* Graphical: Global asset performance tmsnrt.rs/2yaDPgn
* Graphically: World FX rates tmsnrt.rs/2egbfVh
* MSCI ACWI drops 0.1%
* Dollar up, yen up, euro down
* US markets on holiday
LONDON, Jan. 18 (Reuters) – Global stock markets sank on Monday as rising COVID-19 cases dropped investors’ hopes of a rapid economic recovery, even after data showed the Chinese economy in the fourth quarter of 2020 recovered faster than expected.
European stocks, as measured by the STOXX 600 index, traded 0.1% lower from 1134 GMT, following failed merger talks between French retailer Carrefour and Alimentation Couche-Tard. The 50 largest stocks on the continent fell by 0.3%
The DAX in Germany traded flat, the French CAC 40 index fell 0.1% and the Italian FTSE MIB index 0.1%. Britain’s FTSE 100 index fell 0.3%.
In Asia, Chinese blue chips rose 1.1% after the economy grew by 6.5% in the fourth quarter, up from a year earlier, which was 6.1% higher.
Industrial production for December is also beating estimates, although retail sales have missed expectations.
“The recovery in local demand is still lacking solid support,” said BEE fixed-income and FX strategist at BEE. “Sporadic virus outbreaks have increased the risk in the short term.”
China has reported more than 100 new COVID-19 cases for the sixth consecutive day, with increasing infections in the northeast sparking concern of another wave as hundreds of millions of people travel for the Moon New Year holiday.
Tough new controls in the city of Gongzhuling in Jilin Province, with a population of about 1 million people, bring the total number of people under lock and key to more than 29 million.

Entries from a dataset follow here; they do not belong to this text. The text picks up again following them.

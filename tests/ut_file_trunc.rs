//! Truncate semantics: shrink, extend, tail zeroing, space release.

mod common;

use common::{randbuf, FsEnv, BK, MEGA};

fn file_env() -> (FsEnv, u64, u64) {
    let env = FsEnv::new();
    let root = env.root();
    let (ino, fh) = env.create(root, "t");
    (env, ino, fh)
}

#[test]
fn shrink_then_read_zeros() {
    let (env, ino, fh) = file_env();
    let buf = randbuf(2 * BK as usize, 1);
    env.write_read(ino, &buf, 0);
    env.truncate(ino, BK / 2);
    assert_eq!(env.getattr(ino).size, BK / 2);
    // Extend again: the old tail must not resurface.
    env.truncate(ino, 2 * BK);
    env.read_zeros(ino, BK / 2, (BK / 2) as usize);
    let back = env.fs().read_op(ino, 0, (BK / 2) as usize).unwrap();
    assert_eq!(back, &buf[..(BK / 2) as usize]);
    env.release(fh);
}

#[test]
fn truncate_to_zero_releases_blocks() {
    let (env, ino, fh) = file_env();
    let free0 = env.statfs().nbk_free;
    let buf = randbuf(8 * BK as usize, 2);
    env.write_read(ino, &buf, 0);
    assert!(env.statfs().nbk_free < free0);
    env.truncate(ino, 0);
    assert_eq!(env.getattr(ino).size, 0);
    assert_eq!(env.getattr(ino).blocks, 0);
    assert_eq!(env.statfs().nbk_free, free0);
    env.release(fh);
}

#[test]
fn extend_makes_holes() {
    let (env, ino, fh) = file_env();
    let blocks0 = env.getattr(ino).blocks;
    env.truncate(ino, 100 * MEGA);
    let attr = env.getattr(ino);
    assert_eq!(attr.size, 100 * MEGA);
    assert_eq!(attr.blocks, blocks0);
    env.read_zeros(ino, 99 * MEGA, 4096);
    env.release(fh);
}

#[test]
fn partial_tail_is_zeroed() {
    let (env, ino, fh) = file_env();
    let buf = randbuf(BK as usize, 3);
    env.write_read(ino, &buf, 0);
    let cut = 1000u64;
    env.truncate(ino, cut);
    env.truncate(ino, BK);
    let back = env.fs().read_op(ino, 0, BK as usize).unwrap();
    assert_eq!(&back[..cut as usize], &buf[..cut as usize]);
    assert!(back[cut as usize..].iter().all(|b| *b == 0));
    env.release(fh);
}

#[test]
fn write_after_truncate_roundtrips() {
    let (env, ino, fh) = file_env();
    for round in 0..8 {
        let buf = randbuf((BK as usize) * (round % 3 + 1), round as u64);
        env.write_read(ino, &buf, (round as u64) * 3 * BK);
        env.truncate(ino, (round as u64) * BK);
    }
    env.release(fh);
}

#[test]
fn shrink_deep_tree() {
    let (env, ino, fh) = file_env();
    // Far offset forces a tall tree; shrinking must dismantle it.
    let buf = randbuf(BK as usize, 9);
    env.write_read(ino, &buf, 700 * MEGA);
    let free_mid = env.statfs().nbk_free;
    env.truncate(ino, 0);
    assert!(env.statfs().nbk_free > free_mid);
    assert_eq!(env.getattr(ino).blocks, 0);
    env.release(fh);
}
/// Reads the record at `off`, returning its header and name.
fn dirent_at(d: &DDnode, off: usize) -> Option<(DDirent, &[u8])> {
    let end = d.heap_end as usize;
    if off + DIRENT_HDR_SIZE > end {
        return None;
    }
    let hdr = DDirent::read_from_prefix(&d.heap[off..])?;
    let rec_len = hdr.rec_len as usize;
    if rec_len < DIRENT_HDR_SIZE || off + rec_len > end {
        return None;
    }
    let name_end = off + DIRENT_HDR_SIZE + hdr.name_len as usize;
    if name_end > off + rec_len {
        return None;
    }
    let name = &d.heap[off + DIRENT_HDR_SIZE..name_end];
    Some((hdr, name))
}

/// Where a new record can go inside one dnode.
enum Space {
    Reuse(usize),
    Append(usize),
    None,
}

fn find_space(d: &DDnode, need: u16) -> Space {
    let mut off = 0usize;
    while let Some((hdr, _)) = dirent_at(d, off) {
        if hdr.ino == 0 && hdr.rec_len >= need {
            return Space::Reuse(off);
        }
        off += hdr.rec_len as usize;
    }
    if d.heap_end as usize + need as usize <= DNODE_HEAP_SIZE {
        Space::Append(d.heap_end as usize)
    } else {
        Space::None
    }
}

fn put_dirent(d: &mut DDnode, off: usize, rec_len: u16, ino: u64, hash: u64, dtype: u8, name: &[u8]) {
    let hdr = DDirent {
        ino,
        hash,
        rec_len,
        name_len: name.len() as u8,
        dtype,
        pad0: 0,
    };
    d.heap[off..off + DIRENT_HDR_SIZE].copy_from_slice(hdr.as_bytes());
    d.heap[off + DIRENT_HDR_SIZE..off + DIRENT_HDR_SIZE + name.len()].copy_from_slice(name);
    d.nentries += 1;
}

Hallika said the impact of the latest local closures and mass tests is likely to be limited and short-lived.
The increase in China was a clear contrast to the United States and Europe, where the spread of coronavirus hit consumer spending, underlined by the dismal U.S. retail sales reported Friday.
Weak U.S. consumer spending last week helped the Treasury compare their recent strong losses and ten-year returns traded at 1,097%, up from 1,187%.
The more sober state of mind has in turn boosted the safe haven US dollar and a bearish market very short. Speculators increased their net short dollar position to the largest since May 2011 in the week ended January 12th.
There are also doubts about how much of President-elect Joe Biden’s stimulus package will get the Republican opposition through Congress, and the risk of more violence during his inauguration Wednesday.
Elsewhere in Asian markets, the Japanese Nikkei has slipped by 1% and away from a 30-year high.
MSCI’s All Country World Index, which tracks equities in 49 countries, fell 0.1% for a second session after hitting just a record high last week.
E-Mini futures contracts for the S&P 500 trade, although Wall Street will be closed for a holiday on Monday.
BUBBLE?
Investors discussed the question of whether markets are heading in the direction of a bubble or perhaps on their way.
In a monthly letter to clients, Mark Haefele, chief investment officer of UBS Global Wealth Management, said all the conditions for a bubble exist.
“Financing costs are at a low point, new entrants are being attracted to markets, and the combination of high accumulated savings and low prospective returns on traditional assets creates both the means and the desire to engage in speculative activities,” he said. in the coming months, investors will need to pay particular attention to ‘the risks of a reversal of monetary policy, rising stock valuations and the pace of recovery after the pandemic’.
Haefele said, however, that the broader stock market is not in a bubble, although he sees speculation.
Cryptocurrency Bitcoin traded 1.2% and reached $ 36,236.
The dollar index strengthened to 90,908, the strongest since December 21, and away from the recent 2-1 / 2-year low of 89,206.
The euro retreated to $ 1.2070, the lowest since December 2, while the dollar rose 0.1% against the yen at 103.78 and higher than the recent low of 102.57.
The Canadian dollar fell to $ 1.2792 per dollar after Reuters reported Biden planned to revoke the permit for the Keystone XL oil pipeline.
Biden’s choice for Treasury Secretary Janet Yellen is expected to rule out a weaker dollar when he testifies Tuesday, the Wall Street Journal reported.
Gold prices rose 0.4% to $ 1,833 per ounce compared to the January high of $ 1,959.
The price of crude oil has become lucrative over concerns that the proliferation of increasing connections worldwide would hurt demand, a decline that also sent the Russian ruble down 1.1%.
Brent crude futures fell 0.1% to $ 55.60 a barrel, while US crude rose 0.1% to $ 52.43.